[What you will do] Which lines of the records below contain the word "Some"? Report each of them in full.

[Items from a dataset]
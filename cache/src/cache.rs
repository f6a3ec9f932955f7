use crate::{CacheError, Replay, Result};
use kvstore::{KvClient, Value};
use log::debug;
use uuid::Uuid;

/// Qualified name of [`Cache::store`], used to key its instrumentation
pub const METHOD_STORE: &str = "Cache.store";

/// Qualified name of [`Cache::get`], used to key its instrumentation
pub const METHOD_GET: &str = "Cache.get";

// suffixes of the per-method call-history list keys
const INPUTS_SUFFIX: &str = ":inputs";
const OUTPUTS_SUFFIX: &str = ":outputs";

/// A caching wrapper around a key-value store client
///
/// Values go in through [`store`], which issues a fresh UUID key per value,
/// and come back out through [`get`] and its typed convenience variants.
///
/// Both `store` and `get` are instrumented: each call increments a counter
/// kept under the method's qualified name, and appends the call's argument
/// and result to a pair of history lists kept under `<method>:inputs` and
/// `<method>:outputs`. All of that state lives in the backing store itself,
/// so it survives for exactly as long as the data does.
///
/// [`store`]: Cache::store
/// [`get`]: Cache::get
#[derive(Clone)]
pub struct Cache<C: KvClient> {
    client: C,
}

impl<C: KvClient> Cache<C> {
    /// Wrap the given store client.
    ///
    /// This flushes the entire backing store, destroying every
    /// pre-existing key. There is no undo.
    pub fn new(client: C) -> Result<Self> {
        debug!("new cache, flushing backing store");
        client.flushdb()?;
        Ok(Cache { client })
    }

    /// Store a scalar under a freshly generated UUID key and return the key.
    ///
    /// Keys are never reused within a store lifetime.
    pub fn store(&self, value: impl Into<Value>) -> Result<Uuid> {
        let value = value.into();
        self.record_call(METHOD_STORE, value.to_string())?;

        let key = Uuid::new_v4();
        self.client.set(&key.to_string(), value)?;

        self.record_result(METHOD_STORE, key.to_string())?;
        Ok(key)
    }

    /// Fetch the raw value stored under `key`.
    ///
    /// A missing key is `Ok(None)`, never an error.
    pub fn get(&self, key: &str) -> Result<Option<Value>> {
        self.record_call(METHOD_GET, key.to_owned())?;

        let value = self.client.get(key)?;

        let rendered = value.as_ref().map(Value::to_string).unwrap_or_default();
        self.record_result(METHOD_GET, rendered)?;
        Ok(value)
    }

    /// Fetch the value stored under `key` and run it through `convert`.
    ///
    /// The converter only runs when the key is present; a missing key is
    /// still `Ok(None)`.
    pub fn get_with<T>(
        &self,
        key: &str,
        convert: impl FnOnce(Value) -> Result<T>,
    ) -> Result<Option<T>> {
        self.get(key)?.map(convert).transpose()
    }

    /// Fetch the value stored under `key` as text.
    ///
    /// Bytes are decoded as UTF-8, numbers are rendered.
    pub fn get_str(&self, key: &str) -> Result<Option<String>> {
        self.get_with(key, |value| match value {
            Value::Str(s) => Ok(s),
            Value::Bytes(b) => Ok(String::from_utf8(b)?),
            Value::Int(i) => Ok(i.to_string()),
            Value::Float(x) => Ok(x.to_string()),
        })
    }

    /// Fetch the value stored under `key` as an integer.
    ///
    /// Text (and UTF-8 bytes) are parsed base 10; a stored float is a
    /// type error rather than a truncation.
    pub fn get_int(&self, key: &str) -> Result<Option<i64>> {
        self.get_with(key, |value| match value {
            Value::Int(i) => Ok(i),
            Value::Str(s) => Ok(s.parse()?),
            Value::Bytes(b) => Ok(String::from_utf8(b)?.parse()?),
            Value::Float(_) => Err(CacheError::WrongType {
                expected: "int",
                found: "float",
            }),
        })
    }

    /// Read back the instrumentation of `method` (one of [`METHOD_STORE`],
    /// [`METHOD_GET`]) as a [`Replay`] report.
    ///
    /// A method that was never called replays as zero calls; that is not
    /// an error.
    pub fn replay(&self, method: &str) -> Result<Replay> {
        let count = self
            .client
            .get(method)?
            .and_then(|v| v.as_int())
            .unwrap_or(0);

        let inputs = self.client.lrange(&history_key(method, INPUTS_SUFFIX), 0, -1)?;
        let outputs = self.client.lrange(&history_key(method, OUTPUTS_SUFFIX), 0, -1)?;

        Ok(Replay::new(method, count, inputs, outputs))
    }

    // Interceptor run before an instrumented method delegates: bump the
    // method's call counter and append the rendered argument to its
    // inputs list.
    fn record_call(&self, method: &str, input: String) -> Result<()> {
        self.client.incr(method)?;
        self.client
            .rpush(&history_key(method, INPUTS_SUFFIX), Value::Str(input))?;
        Ok(())
    }

    // Interceptor run after an instrumented method delegates: append the
    // rendered result to the method's outputs list.
    fn record_result(&self, method: &str, output: String) -> Result<()> {
        self.client
            .rpush(&history_key(method, OUTPUTS_SUFFIX), Value::Str(output))?;
        Ok(())
    }
}

fn history_key(method: &str, suffix: &str) -> String {
    format!("{}{}", method, suffix)
}

#[cfg(test)]
mod tests {
    use crate::{Cache, CacheError, METHOD_GET, METHOD_STORE};
    use kvstore::{KvClient, MemStore, Value};

    fn init_logs() {
        let _ = env_logger::builder().is_test(true).try_init();
    }

    #[test]
    fn test_store_then_get_round_trip() {
        init_logs();
        let cache = Cache::new(MemStore::new()).unwrap();

        for value in [
            Value::from("hello"),
            Value::from(b"raw bytes".as_slice()),
            Value::from(-17),
            Value::from(2.5),
        ] {
            let key = cache.store(value.clone()).unwrap();
            assert_eq!(cache.get(&key.to_string()).unwrap(), Some(value));
        }
    }

    #[test]
    fn test_get_missing_key_is_none() {
        let cache = Cache::new(MemStore::new()).unwrap();

        assert_eq!(cache.get("no-such-key").unwrap(), None);
        assert_eq!(cache.get_str("no-such-key").unwrap(), None);
        assert_eq!(cache.get_int("no-such-key").unwrap(), None);
    }

    #[test]
    fn test_store_issues_distinct_keys() {
        let cache = Cache::new(MemStore::new()).unwrap();

        let a = cache.store("same").unwrap();
        let b = cache.store("same").unwrap();

        assert_ne!(a, b);
    }

    #[test]
    fn test_new_flushes_the_store() {
        init_logs();
        let store = MemStore::new();
        store.set("leftover", Value::from("stale")).unwrap();

        let cache = Cache::new(store.clone()).unwrap();

        assert!(!store.exists("leftover").unwrap());
        assert_eq!(cache.get("leftover").unwrap(), None);
    }

    #[test]
    fn test_get_str_converts() {
        let cache = Cache::new(MemStore::new()).unwrap();

        let text = cache.store("plain").unwrap();
        let bytes = cache.store(b"encoded".as_slice()).unwrap();
        let number = cache.store(7).unwrap();

        assert_eq!(cache.get_str(&text.to_string()).unwrap(), Some("plain".to_owned()));
        assert_eq!(cache.get_str(&bytes.to_string()).unwrap(), Some("encoded".to_owned()));
        assert_eq!(cache.get_str(&number.to_string()).unwrap(), Some("7".to_owned()));
    }

    #[test]
    fn test_get_str_rejects_invalid_utf8() {
        let cache = Cache::new(MemStore::new()).unwrap();
        let key = cache.store(vec![0xffu8, 0xfe]).unwrap();

        assert!(matches!(
            cache.get_str(&key.to_string()),
            Err(CacheError::Utf8(_))
        ));
    }

    #[test]
    fn test_get_int_converts() {
        let cache = Cache::new(MemStore::new()).unwrap();

        let native = cache.store(42).unwrap();
        let text = cache.store("-13").unwrap();
        let bytes = cache.store(b"99".as_slice()).unwrap();

        assert_eq!(cache.get_int(&native.to_string()).unwrap(), Some(42));
        assert_eq!(cache.get_int(&text.to_string()).unwrap(), Some(-13));
        assert_eq!(cache.get_int(&bytes.to_string()).unwrap(), Some(99));
    }

    #[test]
    fn test_get_int_rejects_non_integers() {
        let cache = Cache::new(MemStore::new()).unwrap();

        let text = cache.store("not a number").unwrap();
        let float = cache.store(1.5).unwrap();

        assert!(matches!(
            cache.get_int(&text.to_string()),
            Err(CacheError::ParseInt(_))
        ));
        assert!(matches!(
            cache.get_int(&float.to_string()),
            Err(CacheError::WrongType { .. })
        ));
    }

    #[test]
    fn test_get_with_custom_converter() {
        let cache = Cache::new(MemStore::new()).unwrap();
        let key = cache.store("shout").unwrap();

        let loud = cache
            .get_with(&key.to_string(), |v| Ok(v.to_string().to_uppercase()))
            .unwrap();

        assert_eq!(loud, Some("SHOUT".to_owned()));
    }

    #[test]
    fn test_counter_tracks_calls() {
        let store = MemStore::new();
        let cache = Cache::new(store.clone()).unwrap();

        for i in 0..5 {
            cache.store(i).unwrap();
        }
        let key = cache.store("x").unwrap();
        cache.get(&key.to_string()).unwrap();
        cache.get(&key.to_string()).unwrap();

        assert_eq!(store.get(METHOD_STORE).unwrap(), Some(Value::Int(6)));
        assert_eq!(store.get(METHOD_GET).unwrap(), Some(Value::Int(2)));
    }

    #[test]
    fn test_history_pairs_inputs_with_outputs() {
        let store = MemStore::new();
        let cache = Cache::new(store.clone()).unwrap();

        let first = cache.store("first").unwrap();
        let second = cache.store("second").unwrap();

        let inputs = store.lrange("Cache.store:inputs", 0, -1).unwrap();
        let outputs = store.lrange("Cache.store:outputs", 0, -1).unwrap();

        assert_eq!(
            inputs,
            vec![Value::from("first"), Value::from("second")]
        );
        assert_eq!(
            outputs,
            vec![
                Value::from(first.to_string()),
                Value::from(second.to_string()),
            ]
        );
    }

    #[test]
    fn test_get_history_records_misses_as_empty_output() {
        let store = MemStore::new();
        let cache = Cache::new(store.clone()).unwrap();

        cache.get("absent").unwrap();

        let inputs = store.lrange("Cache.get:inputs", 0, -1).unwrap();
        let outputs = store.lrange("Cache.get:outputs", 0, -1).unwrap();

        assert_eq!(inputs, vec![Value::from("absent")]);
        assert_eq!(outputs, vec![Value::from("")]);
    }
}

[Solution to this exercise]
            assert_eq!(cache.get(&key.to_string()).unwrap(), Some(value));
        assert_eq!(cache.get_str(&text.to_string()).unwrap(), Some("plain".to_owned()));
        assert_eq!(cache.get_str(&bytes.to_string()).unwrap(), Some("encoded".to_owned()));
        assert_eq!(cache.get_str(&number.to_string()).unwrap(), Some("7".to_owned()));
        assert_eq!(cache.get_int(&native.to_string()).unwrap(), Some(42));
        assert_eq!(cache.get_int(&text.to_string()).unwrap(), Some(-13));
        assert_eq!(cache.get_int(&bytes.to_string()).unwrap(), Some(99));
        assert_eq!(loud, Some("SHOUT".to_owned()));
        assert_eq!(store.get(METHOD_STORE).unwrap(), Some(Value::Int(6)));
        assert_eq!(store.get(METHOD_GET).unwrap(), Some(Value::Int(2)));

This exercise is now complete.